Open mrabiabrn opened 1 week ago
33.66 is tested with 224x400 inputs, which are pre-downsampled and upsampled to keep the same pipeline as we test the generated views.
36.00 is from the original settings of CVT, using the raw data from the validation set. Our reproduction matched this performance.
So the evaluation result of 36.00 corresponds to the 224x448 resolution (as in the original paper), using the raw nuScenes validation set. The result of 33.66 was obtained by evaluating at 224x400 (model was trained on 224x448). For Table 3, the model was trained at 224x448 using a mixed dataset (real + generated).
If the original CVT setting is 224x448, then yes (I forgot the details of CVT).
We did not change the original data processing pipeline of CVT, which loads from 900x1600 images. Therefore, to use generated views, we upsample and pad to 900x1600 and then go through CVT. Oracle is obtained with 900x1600 -> 224x400 -> 900x1600 -> CVT.
Thank you for the clarification 👍🏻
This issue is stale because it has been open for 7 days with no activity. If you do not have any follow-ups, the issue will be closed soon.

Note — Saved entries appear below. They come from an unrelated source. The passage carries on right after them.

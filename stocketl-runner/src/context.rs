//! Per-run context: the run date, its window and its staging directory.
//!
//! Each dated run stages into `{staging_root}/{run_date}/`, so runs for
//! different dates never share files.

use std::path::{Path, PathBuf};

use chrono::NaiveDate;

use stocketl_core::domain::{DateWindow, Source};

use crate::config::PipelineConfig;

pub const MERGED_FILE: &str = "merged_stock_data.csv";
pub const MANIFEST_FILE: &str = "manifest.json";
pub const OBJECT_PREFIX: &str = "stock_data";

#[derive(Debug, Clone)]
pub struct RunContext {
    pub run_date: NaiveDate,
    pub window: DateWindow,
    pub staging_dir: PathBuf,
}

impl RunContext {
    pub fn new(config: &PipelineConfig, run_date: NaiveDate) -> Self {
        Self {
            run_date,
            window: config.window_for(run_date),
            staging_dir: config.staging.root.join(run_date.to_string()),
        }
    }

    pub fn raw_path(&self, source: Source) -> PathBuf {
        self.staging_dir.join(format!("{source}_raw.csv"))
    }

    pub fn clean_path(&self, source: Source) -> PathBuf {
        self.staging_dir.join(format!("{source}_clean.csv"))
    }

    pub fn merged_path(&self) -> PathBuf {
        self.staging_dir.join(MERGED_FILE)
    }

    pub fn manifest_path(&self) -> PathBuf {
        self.staging_dir.join(MANIFEST_FILE)
    }

    /// Object key of the merged dataset for this run date.
    pub fn object_key(&self) -> String {
        format!("{OBJECT_PREFIX}/{}/{MERGED_FILE}", self.run_date)
    }

    pub fn staging_dir(&self) -> &Path {
        &self.staging_dir
    }
}
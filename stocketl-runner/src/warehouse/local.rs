//! Local Parquet warehouse.
//!
//! Layout: `{root}/{dataset}/{table}/date=YYYY-MM-DD/part-{load_id}.parquet`,
//! plus `_schema.json` (the table contract) and `_loads.jsonl` (one line per
//! append, never rewritten).

use std::collections::BTreeSet;
use std::fs::{self, OpenOptions};
use std::io::Write;
use std::path::{Path, PathBuf};

use chrono::{NaiveDate, Utc};
use polars::prelude::*;
use serde::{Deserialize, Serialize};

use stocketl_core::domain::{MergedRecord, MergedSource};
use stocketl_core::schema;

use super::{Warehouse, WarehouseError};

const PARTITION_PREFIX: &str = "date=";
const SCHEMA_FILE: &str = "_schema.json";
const LEDGER_FILE: &str = "_loads.jsonl";

/// One line of the load ledger.
#[derive(Debug, Clone, PartialEq, Serialize, Deserialize)]
pub struct LedgerEntry {
    pub load_id: String,
    pub loaded_at: chrono::DateTime<Utc>,
    pub partitions: Vec<NaiveDate>,
    pub rows: usize,
}

#[derive(Debug, Clone)]
pub struct LocalWarehouse {
    root: PathBuf,
    dataset: String,
    table: String,
}

impl LocalWarehouse {
    pub fn new(root: impl AsRef<Path>, dataset: impl Into<String>, table: impl Into<String>) -> Self {
        Self {
            root: root.as_ref().to_path_buf(),
            dataset: dataset.into(),
            table: table.into(),
        }
    }

    pub fn table_dir(&self) -> PathBuf {
        self.root.join(&self.dataset).join(&self.table)
    }

    fn partition_dir(&self, date: NaiveDate) -> PathBuf {
        self.table_dir().join(format!("{PARTITION_PREFIX}{date}"))
    }

    fn ledger_path(&self) -> PathBuf {
        self.table_dir().join(LEDGER_FILE)
    }

    /// All ledger entries, oldest first.
    pub fn ledger(&self) -> Result<Vec<LedgerEntry>, WarehouseError> {
        let path = self.ledger_path();
        let text = match fs::read_to_string(&path) {
            Ok(t) => t,
            Err(e) if e.kind() == std::io::ErrorKind::NotFound => return Ok(Vec::new()),
            Err(e) => return Err(io_err(&path, e)),
        };
        text.lines()
            .filter(|l| !l.trim().is_empty())
            .map(|l| {
                serde_json::from_str(l)
                    .map_err(|e| WarehouseError::BadResponse(format!("ledger line: {e}")))
            })
            .collect()
    }

    fn append_ledger(&self, entry: &LedgerEntry) -> Result<(), WarehouseError> {
        let path = self.ledger_path();
        let json = serde_json::to_string(entry)
            .map_err(|e| WarehouseError::BadResponse(format!("ledger serialization: {e}")))?;
        let mut file = OpenOptions::new()
            .create(true)
            .append(true)
            .open(&path)
            .map_err(|e| io_err(&path, e))?;
        writeln!(file, "{json}").map_err(|e| io_err(&path, e))?;
        file.flush().map_err(|e| io_err(&path, e))
    }

    fn parquet_files(dir: &Path) -> Result<Vec<PathBuf>, WarehouseError> {
        let mut files = Vec::new();
        for entry in fs::read_dir(dir).map_err(|e| io_err(dir, e))? {
            let path = entry.map_err(|e| io_err(dir, e))?.path();
            if path.extension().and_then(|e| e.to_str()) == Some("parquet") {
                files.push(path);
            }
        }
        files.sort();
        Ok(files)
    }
}

fn io_err(path: &Path, source: std::io::Error) -> WarehouseError {
    WarehouseError::Io {
        path: path.display().to_string(),
        source,
    }
}

fn parquet_err(path: &Path, e: impl std::fmt::Display) -> WarehouseError {
    WarehouseError::Parquet {
        path: path.display().to_string(),
        message: e.to_string(),
    }
}

fn epoch() -> NaiveDate {
    NaiveDate::from_ymd_opt(1970, 1, 1).unwrap_or_default()
}

/// Rows to a DataFrame with the warehouse column names and types.
pub(crate) fn rows_to_dataframe(rows: &[&MergedRecord]) -> Result<DataFrame, WarehouseError> {
    let mut volumes = Vec::with_capacity(rows.len());
    for r in rows {
        let v = i64::try_from(r.volume).map_err(|_| WarehouseError::BadRow {
            symbol: r.symbol.clone(),
            date: r.date,
            message: format!("volume {} exceeds INT64", r.volume),
        })?;
        volumes.push(v);
    }
    let dates: Vec<i32> = rows
        .iter()
        .map(|r| (r.date - epoch()).num_days() as i32)
        .collect();

    DataFrame::new(vec![
        Column::new("symbol".into(), rows.iter().map(|r| r.symbol.as_str()).collect::<Vec<_>>()),
        Column::new("date".into(), dates)
            .cast(&DataType::Date)
            .map_err(|e| parquet_err(Path::new("<memory>"), e))?,
        Column::new("open".into(), rows.iter().map(|r| r.open).collect::<Vec<_>>()),
        Column::new("high".into(), rows.iter().map(|r| r.high).collect::<Vec<_>>()),
        Column::new("low".into(), rows.iter().map(|r| r.low).collect::<Vec<_>>()),
        Column::new("close".into(), rows.iter().map(|r| r.close).collect::<Vec<_>>()),
        Column::new("volume".into(), volumes),
        Column::new(
            "daily_change".into(),
            rows.iter().map(|r| r.daily_change).collect::<Vec<_>>(),
        ),
        Column::new(
            "volatility".into(),
            rows.iter().map(|r| r.volatility).collect::<Vec<_>>(),
        ),
        Column::new(
            "source".into(),
            rows.iter().map(|r| r.source.as_str()).collect::<Vec<_>>(),
        ),
    ])
    .map_err(|e| parquet_err(Path::new("<memory>"), e))
}

fn dataframe_to_rows(df: &DataFrame, path: &Path) -> Result<Vec<MergedRecord>, WarehouseError> {
    let names: Vec<&str> = df.get_column_names().iter().map(|n| n.as_str()).collect();
    let check = schema::validate_columns(&names);
    if !check.is_valid {
        return Err(parquet_err(path, check.errors.join("; ")));
    }

    let col = |name: &str| df.column(name).map_err(|e| parquet_err(path, e));
    let symbols = col("symbol")?.str().map_err(|e| parquet_err(path, e))?.clone();
    let dates = col("date")?.date().map_err(|e| parquet_err(path, e))?.clone();
    let f64_col = |name: &str| -> Result<Float64Chunked, WarehouseError> {
        Ok(col(name)?.f64().map_err(|e| parquet_err(path, e))?.clone())
    };
    let (open, high, low, close) = (f64_col("open")?, f64_col("high")?, f64_col("low")?, f64_col("close")?);
    let daily_change = f64_col("daily_change")?;
    let volatility = f64_col("volatility")?;
    let volume = col("volume")?.i64().map_err(|e| parquet_err(path, e))?.clone();
    let sources = col("source")?.str().map_err(|e| parquet_err(path, e))?.clone();

    let null = |i: usize, name: &str| parquet_err(path, format!("null {name} at row {i}"));
    let mut rows = Vec::with_capacity(df.height());
    for i in 0..df.height() {
        let date = epoch() + chrono::Duration::days(i64::from(dates.get(i).ok_or_else(|| null(i, "date"))?));
        let source_text = sources.get(i).ok_or_else(|| null(i, "source"))?;
        let source: MergedSource = source_text.parse().map_err(|e| parquet_err(path, e))?;
        let volume = volume.get(i).ok_or_else(|| null(i, "volume"))?;
        rows.push(MergedRecord {
            symbol: symbols.get(i).ok_or_else(|| null(i, "symbol"))?.to_string(),
            date,
            open: open.get(i).ok_or_else(|| null(i, "open"))?,
            high: high.get(i).ok_or_else(|| null(i, "high"))?,
            low: low.get(i).ok_or_else(|| null(i, "low"))?,
            close: close.get(i).ok_or_else(|| null(i, "close"))?,
            volume: u64::try_from(volume).map_err(|_| parquet_err(path, format!("negative volume at row {i}")))?,
            daily_change: daily_change.get(i),
            volatility: volatility.get(i),
            source,
        });
    }
    Ok(rows)
}

/// `part-{load_id}.parquet`, or `part-{load_id}-{n}.parquet` when a retried
/// load with the same id already left a part file in this partition.
fn part_path(dir: &Path, load_id: &str) -> PathBuf {
    let first = dir.join(format!("part-{load_id}.parquet"));
    if !first.exists() {
        return first;
    }
    (1..)
        .map(|n| dir.join(format!("part-{load_id}-{n}.parquet")))
        .find(|p| !p.exists())
        .unwrap_or(first)
}

fn write_parquet_atomic(df: &mut DataFrame, path: &Path) -> Result<(), WarehouseError> {
    let tmp = path.with_extension("parquet.tmp");
    let file = fs::File::create(&tmp).map_err(|e| io_err(&tmp, e))?;
    ParquetWriter::new(file)
        .finish(df)
        .map_err(|e| parquet_err(&tmp, e))?;
    fs::rename(&tmp, path).map_err(|e| {
        let _ = fs::remove_file(&tmp);
        io_err(path, e)
    })
}

impl Warehouse for LocalWarehouse {
    fn name(&self) -> &str {
        "local"
    }

    fn table_ref(&self) -> String {
        format!("{}.{}", self.dataset, self.table)
    }

    fn ensure_table(&self) -> Result<(), WarehouseError> {
        let dir = self.table_dir();
        fs::create_dir_all(&dir).map_err(|e| io_err(&dir, e))?;
        let schema_path = dir.join(SCHEMA_FILE);
        if !schema_path.exists() {
            let contract = serde_json::json!({
                "table": self.table_ref(),
                "fields": schema::bigquery_fields(),
                "partition_by": schema::PARTITION_COLUMN,
                "cluster_by": schema::CLUSTER_COLUMN,
            });
            let text = serde_json::to_string_pretty(&contract)
                .map_err(|e| WarehouseError::BadResponse(e.to_string()))?;
            fs::write(&schema_path, text).map_err(|e| io_err(&schema_path, e))?;
            tracing::info!(table = %self.table_ref(), path = %dir.display(), "created local table");
        }
        Ok(())
    }

    fn loaded_partitions(&self) -> Result<BTreeSet<NaiveDate>, WarehouseError> {
        let dir = self.table_dir();
        if !dir.exists() {
            return Ok(BTreeSet::new());
        }
        let mut dates = BTreeSet::new();
        for entry in fs::read_dir(&dir).map_err(|e| io_err(&dir, e))? {
            let path = entry.map_err(|e| io_err(&dir, e))?.path();
            let Some(date) = path
                .file_name()
                .and_then(|n| n.to_str())
                .and_then(|n| n.strip_prefix(PARTITION_PREFIX))
                .and_then(|d| NaiveDate::parse_from_str(d, "%Y-%m-%d").ok())
            else {
                continue;
            };
            if path.is_dir() && !Self::parquet_files(&path)?.is_empty() {
                dates.insert(date);
            }
        }
        Ok(dates)
    }

    fn append(&self, rows: &[MergedRecord], load_id: &str) -> Result<usize, WarehouseError> {
        if !self.table_dir().join(SCHEMA_FILE).exists() {
            return Err(WarehouseError::MissingTable(self.table_ref()));
        }

        let mut by_date: std::collections::BTreeMap<NaiveDate, Vec<&MergedRecord>> =
            std::collections::BTreeMap::new();
        for row in rows {
            by_date.entry(row.date).or_default().push(row);
        }

        let mut written = 0;
        let mut partitions = Vec::with_capacity(by_date.len());
        for (date, mut partition) in by_date {
            partition.sort_by(|a, b| a.symbol.cmp(&b.symbol));
            let dir = self.partition_dir(date);
            fs::create_dir_all(&dir).map_err(|e| io_err(&dir, e))?;
            let path = part_path(&dir, load_id);
            let mut df = rows_to_dataframe(&partition)?;
            write_parquet_atomic(&mut df, &path)?;
            tracing::debug!(partition = %date, rows = partition.len(), path = %path.display(), "wrote partition");
            written += partition.len();
            partitions.push(date);
        }

        self.append_ledger(&LedgerEntry {
            load_id: load_id.to_string(),
            loaded_at: Utc::now(),
            partitions,
            rows: written,
        })?;
        Ok(written)
    }

    fn partition_rows(&self, date: NaiveDate) -> Result<Vec<MergedRecord>, WarehouseError> {
        let dir = self.partition_dir(date);
        if !dir.exists() {
            return Ok(Vec::new());
        }
        let mut rows = Vec::new();
        for path in Self::parquet_files(&dir)? {
            let file = fs::File::open(&path).map_err(|e| io_err(&path, e))?;
            let df = ParquetReader::new(file)
                .finish()
                .map_err(|e| parquet_err(&path, e))?;
            rows.extend(dataframe_to_rows(&df, &path)?);
        }
        rows.sort_by(|a, b| a.symbol.cmp(&b.symbol));
        Ok(rows)
    }
}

Hi, When I checked the CVT results in Table 1 and Table 3, I noticed a discrepancy. In Table 1, the oracle performance for vehicle segmentation is reported as 33.66, which I understood to be your reproduction of CVT. However, in Table 3, the performance is listed as 36.0, consistent with the original paper. Additionally, it seems that the augmentation performance in Table 3 is added on top of the originally reported results.
Does the increase comes from 33.66 or 36.0? Could you clarify this?
Thank you